Work instructions> Check the lines of the listing below for the word "Result", and state only how many have it.
──────────────────────────────
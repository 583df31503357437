//! Error types for MDP construction and solving.

use dungeon_core::CoreError;
use dungeon_prob::ProbError;
use thiserror::Error;

/// Errors raised while building or solving the dungeon MDP.
#[derive(Debug, Error)]
pub enum MdpError {
    #[error(transparent)]
    Core(#[from] CoreError),

    #[error(transparent)]
    Prob(#[from] ProbError),

    /// A configuration value is outside its domain.
    #[error("Invalid configuration: {reason}")]
    InvalidConfig { reason: String },

    /// A transition row is not a probability distribution.
    #[error("Transition row ({state}, {action}) sums to {sum}")]
    RowNotNormalized {
        state: usize,
        action: usize,
        sum: f64,
    },

    /// Tensors of different state counts were combined.
    #[error("State count mismatch: expected {expected}, got {got}")]
    ShapeMismatch { expected: usize, got: usize },

    /// The planner was queried before a solve.
    #[error("No policy available: solve the MDP first")]
    NotReady,

    /// Policy evaluation hit a singular linear system.
    #[error("Singular policy evaluation system at iteration {iteration}")]
    SingularSystem { iteration: usize },
}
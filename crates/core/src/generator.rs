//! Random dungeon layouts, rejected until winnable.

use rand::distributions::{Distribution, WeightedIndex};
use rand::rngs::StdRng;
use rand::{Rng, SeedableRng};
use serde::{Deserialize, Serialize};
use tracing::{debug, info, warn};

use crate::astar::is_winnable;
use crate::cell::{CellKind, EnemyKind};
use crate::error::CoreError;
use crate::grid::GridMap;

/// Relative weights of the filler cells.
#[derive(Debug, Clone, PartialEq, Serialize, Deserialize)]
pub struct CellWeights {
    pub empty: f64,
    pub wall: f64,
    pub enemy: f64,
    pub portal: f64,
    pub crack: f64,
    pub moving_platform: f64,
    pub trap: f64,
}

impl Default for CellWeights {
    fn default() -> Self {
        Self {
            empty: 0.5,
            wall: 0.2,
            enemy: 0.1,
            portal: 0.05,
            crack: 0.05,
            moving_platform: 0.05,
            trap: 0.05,
        }
    }
}

/// Generator settings.
#[derive(Debug, Clone, PartialEq, Serialize, Deserialize)]
pub struct GeneratorConfig {
    pub weights: CellWeights,
    /// Fraction of enemies drawn as the special variant.
    pub special_enemy_fraction: f64,
    /// Maps tried before giving up on a winnable one.
    pub max_attempts: usize,
}

impl Default for GeneratorConfig {
    fn default() -> Self {
        Self {
            weights: CellWeights::default(),
            special_enemy_fraction: 0.0,
            max_attempts: 1000,
        }
    }
}

impl GeneratorConfig {
    pub fn with_weights(mut self, weights: CellWeights) -> Self {
        self.weights = weights;
        self
    }

    pub fn with_special_enemies(mut self, fraction: f64) -> Self {
        self.special_enemy_fraction = fraction.clamp(0.0, 1.0);
        self
    }

    pub fn with_max_attempts(mut self, attempts: usize) -> Self {
        self.max_attempts = attempts;
        self
    }

    /// Check values that may have bypassed the builders, e.g. through serde.
    pub fn validate(&self) -> Result<(), CoreError> {
        let w = &self.weights;
        let weights = [
            w.empty,
            w.wall,
            w.enemy,
            w.portal,
            w.crack,
            w.moving_platform,
            w.trap,
        ];
        if weights.iter().any(|&x| !x.is_finite() || x < 0.0) {
            return Err(CoreError::InvalidConfig {
                reason: format!("cell weights must be finite and non-negative: {:?}", w),
            });
        }
        if weights.iter().sum::<f64>() <= 0.0 {
            return Err(CoreError::InvalidConfig {
                reason: "cell weights are all zero".to_string(),
            });
        }
        if !(0.0..=1.0).contains(&self.special_enemy_fraction) {
            return Err(CoreError::InvalidConfig {
                reason: format!(
                    "special_enemy_fraction = {} must lie in [0, 1]",
                    self.special_enemy_fraction
                ),
            });
        }
        if self.max_attempts == 0 {
            return Err(CoreError::InvalidConfig {
                reason: "max_attempts must be at least 1".to_string(),
            });
        }
        Ok(())
    }
}

/// Draws random layouts: treasure in the top-left corner, start in the
/// bottom-right corner, one key and one sword somewhere in between, and
/// weighted filler everywhere else.
#[derive(Debug)]
pub struct MapGenerator {
    config: GeneratorConfig,
    rng: StdRng,
}

impl MapGenerator {
    pub fn new(config: GeneratorConfig, seed: u64) -> Result<Self, CoreError> {
        config.validate()?;
        Ok(Self {
            config,
            rng: StdRng::seed_from_u64(seed),
        })
    }

    /// One random layout; may be unwinnable.
    ///
    /// Needs at least four cells to fit treasure, start, key and sword.
    pub fn draw(&mut self, rows: usize, cols: usize) -> Result<GridMap, CoreError> {
        let size = rows * cols;
        if rows == 0 || cols == 0 || size < 4 {
            return Err(CoreError::InvalidDimensions { rows, cols });
        }

        let mut cells: Vec<Option<CellKind>> = vec![None; size];
        cells[0] = Some(CellKind::Treasure);
        cells[size - 1] = Some(CellKind::Start);

        let mut required = vec![CellKind::Sword, CellKind::Key];
        while let Some(item) = required.last().copied() {
            let pos = self.rng.gen_range(1..size - 1);
            if cells[pos].is_none() {
                cells[pos] = Some(item);
                required.pop();
            }
        }

        let w = &self.config.weights;
        let filler = [
            (CellKind::Empty, w.empty),
            (CellKind::Wall, w.wall),
            (CellKind::Enemy(EnemyKind::Normal), w.enemy),
            (CellKind::Portal, w.portal),
            (CellKind::Crack, w.crack),
            (CellKind::MovingPlatform, w.moving_platform),
            (CellKind::Trap, w.trap),
        ];
        let index = WeightedIndex::new(filler.iter().map(|(_, p)| *p)).map_err(|e| {
            CoreError::InvalidMap {
                reason: format!("bad cell weights: {}", e),
            }
        })?;

        let special = self.config.special_enemy_fraction;
        let cells: Vec<CellKind> = cells
            .into_iter()
            .map(|slot| {
                slot.unwrap_or_else(|| match filler[index.sample(&mut self.rng)].0 {
                    CellKind::Enemy(_) if self.rng.gen_bool(special) => {
                        CellKind::Enemy(EnemyKind::Special)
                    }
                    cell => cell,
                })
            })
            .collect();

        GridMap::new(rows, cols, cells)
    }

    /// Draw layouts until one is winnable.
    ///
    /// # Errors
    ///
    /// [`CoreError::GenerationExhausted`] after `max_attempts` rejections.
    pub fn generate(&mut self, rows: usize, cols: usize) -> Result<GridMap, CoreError> {
        for attempt in 1..=self.config.max_attempts {
            let grid = self.draw(rows, cols)?;
            if is_winnable(&grid)? {
                info!(rows, cols, attempt, "generated winnable map");
                return Ok(grid);
            }
            debug!(attempt, "rejected unwinnable map");
        }
        warn!(rows, cols, attempts = self.config.max_attempts, "map generation exhausted");
        Err(CoreError::GenerationExhausted {
            attempts: self.config.max_attempts,
        })
    }
}

#[cfg(test)]
mod tests {
    use super::*;
    use crate::grid::Coord;

    #[test]
    fn test_draw_respects_invariant() {
        let mut generator = MapGenerator::new(GeneratorConfig::default(), 1).unwrap();
        for _ in 0..20 {
            let grid = generator.draw(4, 5).unwrap();
            assert_eq!(grid.treasure(), Coord::new(0, 0));
            assert_eq!(grid.start(), Coord::new(3, 4));
            assert_eq!(grid.keys().len(), 1);
            assert_eq!(grid.coords_of(CellKind::Sword).len(), 1);
        }
    }

    #[test]
    fn test_generate_is_winnable() {
        let mut generator = MapGenerator::new(GeneratorConfig::default(), 42).unwrap();
        let grid = generator.generate(5, 6).unwrap();
        assert!(is_winnable(&grid).unwrap());
    }

    #[test]
    fn test_same_seed_same_map() {
        let a = MapGenerator::new(GeneratorConfig::default(), 9)
            .unwrap()
            .generate(4, 4)
            .unwrap();
        let b = MapGenerator::new(GeneratorConfig::default(), 9)
            .unwrap()
            .generate(4, 4)
            .unwrap();
        assert_eq!(a, b);
    }

    #[test]
    fn test_too_small_rejected() {
        let mut generator = MapGenerator::new(GeneratorConfig::default(), 0).unwrap();
        assert!(matches!(
            generator.draw(1, 3),
            Err(CoreError::InvalidDimensions { .. })
        ));
    }

    #[test]
    fn test_all_walls_exhausts() {
        let weights = CellWeights {
            empty: 0.0,
            wall: 1.0,
            enemy: 0.0,
            portal: 0.0,
            crack: 0.0,
            moving_platform: 0.0,
            trap: 0.0,
        };
        let config = GeneratorConfig::default()
            .with_weights(weights)
            .with_max_attempts(5);
        let mut generator = MapGenerator::new(config, 3).unwrap();
        assert!(matches!(
            generator.generate(4, 4),
            Err(CoreError::GenerationExhausted { attempts: 5 })
        ));
    }

    #[test]
    fn test_config_serde_roundtrip() {
        let config = GeneratorConfig::default().with_special_enemies(0.25);
        let json = serde_json::to_string(&config).unwrap();
        let back: GeneratorConfig = serde_json::from_str(&json).unwrap();
        assert_eq!(back, config);
    }
    #[test]
    fn test_deserialized_config_is_validated() {
        let json = r#"{
            "weights": {"empty": 0.5, "wall": 0.2, "enemy": 0.1, "portal": 0.05,
                        "crack": 0.05, "moving_platform": 0.05, "trap": 0.05},
            "special_enemy_fraction": 1.5,
            "max_attempts": 10
        }"#;
        let config: GeneratorConfig = serde_json::from_str(json).unwrap();
        assert!(matches!(
            MapGenerator::new(config, 0),
            Err(CoreError::InvalidConfig { .. })
        ));

        let mut weights = CellWeights::default();
        weights.wall = -1.0;
        let config = GeneratorConfig::default().with_weights(weights);
        assert!(matches!(
            MapGenerator::new(config, 0),
            Err(CoreError::InvalidConfig { .. })
        ));
    }
}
──────────────────────────────
Response box> 4